Strauss-Kahn warned: “It is the confidence in the whole zone that is at stake," referring to the 16 countries that share the single currency.

EU President Herman Van Rompuy said the bloc’s leaders would meet on May 10 and talks were advancing to enable Greece to tap up to €45 billion ($60 million) in loans from the EU and the IMF.

S&P said it lowered Spain’s long-term sovereign credit rating by one notch to “AA" from “AA+" because the country was “likely to have an extended period of subdued economic growth, which weakens its budgetary position."

Phil McHugh, a forex dealer at Currencies Direct, said: “The downgrade of Spain highlights further evidence of contagion heaping more pressure on the euro.

“We could now see this contagion filtering through to Ireland and Italy to complete the PIIGS cycle," he said, employing an acronym used by analysts to lump together Portugal, Italy, Ireland, Greece and Spain.

McHugh warned that the euro could fall below $1.30 in the short term and potentially under $1.20 “if the EU/IMF do not reassure the markets in the near term."

The interest rate demanded by investors to hold Portuguese, Italian, Irish and Spanish debt rose again as the yield on Greek bonds reached punitive levels at around 10%.

The yield, or return, on 10-year bonds from Portugal rose to 5.77%, from Ireland to 5.27%, from Italy to 4.10% and from Spain to 4.11%.

In other European markets, the Lisbon stock exchange was down 1.89% and Milan was down 2.43%.

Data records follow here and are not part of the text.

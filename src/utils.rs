//! Raster helpers shared by the QR and caption renderers.

use image::{GrayImage, Luma};

use crate::{BACKGROUND, FOREGROUND};

/// Create a patch filled with the background value.
pub fn blank_patch(width: u32, height: u32) -> GrayImage {
    GrayImage::from_pixel(width, height, Luma([BACKGROUND]))
}

/// Mean pixel value of a grayscale raster, `BACKGROUND` for an empty one.
pub fn mean_intensity(img: &GrayImage) -> f64 {
    let count = img.width() as u64 * img.height() as u64;
    if count == 0 {
        return BACKGROUND as f64;
    }
    let sum: u64 = img.pixels().map(|p| p.0[0] as u64).sum();
    sum as f64 / count as f64
}

/// Convert a grayscale raster to strictly two levels.
///
/// Pixels brighter than `threshold` become background, everything else ink.
pub fn step_filter(img: &mut GrayImage, threshold: u8) {
    for pixel in img.pixels_mut() {
        pixel.0[0] = if pixel.0[0] > threshold {
            BACKGROUND
        } else {
            FOREGROUND
        };
    }
}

Athens closed 0.63% higher after the Greek stock exchange imposed a ban on short-selling -- the sale of securities or commodity futures not actually owned by a seller who hopes to buy them back later at a lower price.

In earlier Asian trade, Tokyo slumped 2.57% and Hong Kong dived 1.26% amid heightend eurozone debt concerns.

Wall Street shed 1.90% overnight as the Greek and Portuguese downgrades reverberated across the globe.

But it slightly recovered in opening trade Wednesday with the Dow Jones Industrial Average rising 0.50% as investor were bargain-hunting after the previous day’s heavy falls.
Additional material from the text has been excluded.